Record excerpts:

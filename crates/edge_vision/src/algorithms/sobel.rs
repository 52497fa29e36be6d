use image::{GrayImage, Luma};
use schemars::JsonSchema;
use serde::{Deserialize, Serialize};

use imageproc::filter::separable_filter;

use super::kernel::{sobel_taps, to_response};
use crate::{error::Result, traits::EdgeDetector, types::EdgeMap};

/// Sobel gradient magnitude, normalized so the strongest response is 255
#[derive(Debug, Clone, Copy, PartialEq, Eq, Serialize, Deserialize, JsonSchema)]
#[serde(default)]
pub struct SobelParams {
    /// Aperture of the derivative kernels; positive and odd
    pub kernel_size: u32,
}

impl Default for SobelParams {
    fn default() -> Self {
        Self { kernel_size: 3 }
    }
}

impl EdgeDetector for SobelParams {
    fn name(&self) -> &'static str {
        "sobel"
    }

    fn validate(&self) -> Result<()> {
        super::validate_kernel_size(self.name(), self.kernel_size)
    }

    fn detect_gray(&self, image: &GrayImage) -> Result<EdgeMap> {
        self.validate()?;

        let derivative = sobel_taps(1, self.kernel_size);
        let smoothing = sobel_taps(0, self.kernel_size);
        let plane = to_response(image);
        let grad_x = separable_filter(&plane, &derivative, &smoothing);
        let grad_y = separable_filter(&plane, &smoothing, &derivative);

        let magnitude: Vec<f32> = grad_x
            .pixels()
            .zip(grad_y.pixels())
            .map(|(gx, gy)| gx[0].hypot(gy[0]))
            .collect();
        let max = magnitude.iter().copied().fold(0.0f32, f32::max);

        let width = image.width() as usize;
        Ok(GrayImage::from_fn(image.width(), image.height(), |x, y| {
            if max > 0.0 {
                let m = magnitude[y as usize * width + x as usize];
                Luma([(255.0 * m / max) as u8])
            } else {
                Luma([0])
            }
        }))
    }
}

#[cfg(test)]
mod tests {
    use super::*;
    use crate::error::EdgeError;

    fn vertical_step() -> GrayImage {
        GrayImage::from_fn(32, 16, |x, _| if x < 16 { Luma([20]) } else { Luma([220]) })
    }

    #[test]
    fn test_step_edge_peaks_at_boundary() {
        let edges = SobelParams::default()
            .detect_gray(&vertical_step())
            .expect("Should compute gradients");
        assert_eq!(edges.dimensions(), (32, 16));
        assert_eq!(edges.get_pixel(15, 8)[0], 255);
        assert_eq!(edges.get_pixel(16, 8)[0], 255);
        assert_eq!(edges.get_pixel(4, 8)[0], 0);
        assert_eq!(edges.get_pixel(28, 8)[0], 0);
    }

    #[test]
    fn test_flat_image_yields_zeros() {
        let flat = GrayImage::from_pixel(10, 10, Luma([128]));
        let edges = SobelParams::default().detect_gray(&flat).expect("Should compute gradients");
        assert!(edges.pixels().all(|p| p[0] == 0));
    }

    #[test]
    fn test_larger_apertures_keep_dimensions() {
        for kernel_size in [1, 5, 7] {
            let edges = SobelParams { kernel_size }
                .detect_gray(&vertical_step())
                .expect("Should compute gradients");
            assert_eq!(edges.dimensions(), (32, 16));
            assert!(edges.pixels().any(|p| p[0] == 255));
        }
    }

    #[test]
    fn test_even_or_zero_aperture_rejected() {
        for kernel_size in [0, 2, 4, 33] {
            let result = SobelParams { kernel_size }.detect_gray(&vertical_step());
            assert!(
                matches!(result, Err(EdgeError::InvalidParameter { detector: "sobel", .. })),
                "kernel size {kernel_size} should be rejected"
            );
        }
    }
}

Task: Write out every record, exactly as written.

Result for this task:
filename crates/edge_vision/src/algorithms/sobel.rs
repository 52497fa29e36be6d
use image::{GrayImage, Luma};
use schemars::JsonSchema;
use serde::{Deserialize, Serialize};

use imageproc::filter::separable_filter;

use super::kernel::{sobel_taps, to_response};
use crate::{error::Result, traits::EdgeDetector, types::EdgeMap};

/// Sobel gradient magnitude, normalized so the strongest response is 255
#[derive(Debug, Clone, Copy, PartialEq, Eq, Serialize, Deserialize, JsonSchema)]
#[serde(default)]
pub struct SobelParams {
    /// Aperture of the derivative kernels; positive and odd
    pub kernel_size: u32,
}

impl Default for SobelParams {
    fn default() -> Self {
        Self { kernel_size: 3 }
    }
}

impl EdgeDetector for SobelParams {
    fn name(&self) -> &'static str {
        "sobel"
    }

    fn validate(&self) -> Result<()> {
        super::validate_kernel_size(self.name(), self.kernel_size)
    }

    fn detect_gray(&self, image: &GrayImage) -> Result<EdgeMap> {
        self.validate()?;

        let derivative = sobel_taps(1, self.kernel_size);
        let smoothing = sobel_taps(0, self.kernel_size);
        let plane = to_response(image);
        let grad_x = separable_filter(&plane, &derivative, &smoothing);
        let grad_y = separable_filter(&plane, &smoothing, &derivative);

        let magnitude: Vec<f32> = grad_x
            .pixels()
            .zip(grad_y.pixels())
            .map(|(gx, gy)| gx[0].hypot(gy[0]))
            .collect();
        let max = magnitude.iter().copied().fold(0.0f32, f32::max);

        let width = image.width() as usize;
        Ok(GrayImage::from_fn(image.width(), image.height(), |x, y| {
            if max > 0.0 {
                let m = magnitude[y as usize * width + x as usize];
                Luma([(255.0 * m / max) as u8])
            } else {
                Luma([0])
            }
        }))
    }
}

#[cfg(test)]
mod tests {
    use super::*;
    use crate::error::EdgeError;

    fn vertical_step() -> GrayImage {
        GrayImage::from_fn(32, 16, |x, _| if x < 16 { Luma([20]) } else { Luma([220]) })
    }

    #[test]
    fn test_step_edge_peaks_at_boundary() {
        let edges = SobelParams::default()
            .detect_gray(&vertical_step())
            .expect("Should compute gradients");
        assert_eq!(edges.dimensions(), (32, 16));
        assert_eq!(edges.get_pixel(15, 8)[0], 255);
        assert_eq!(edges.get_pixel(16, 8)[0], 255);
        assert_eq!(edges.get_pixel(4, 8)[0], 0);
        assert_eq!(edges.get_pixel(28, 8)[0], 0);
    }

    #[test]
    fn test_flat_image_yields_zeros() {
        let flat = GrayImage::from_pixel(10, 10, Luma([128]));
        let edges = SobelParams::default().detect_gray(&flat).expect("Should compute gradients");
        assert!(edges.pixels().all(|p| p[0] == 0));
    }

    #[test]
    fn test_larger_apertures_keep_dimensions() {
        for kernel_size in [1, 5, 7] {
            let edges = SobelParams { kernel_size }
                .detect_gray(&vertical_step())
                .expect("Should compute gradients");
            assert_eq!(edges.dimensions(), (32, 16));
            assert!(edges.pixels().any(|p| p[0] == 255));
        }
    }

    #[test]
    fn test_even_or_zero_aperture_rejected() {
        for kernel_size in [0, 2, 4, 33] {
            let result = SobelParams { kernel_size }.detect_gray(&vertical_step());
            assert!(
                matches!(result, Err(EdgeError::InvalidParameter { detector: "sobel", .. })),
                "kernel size {kernel_size} should be rejected"
            );
        }
    }
}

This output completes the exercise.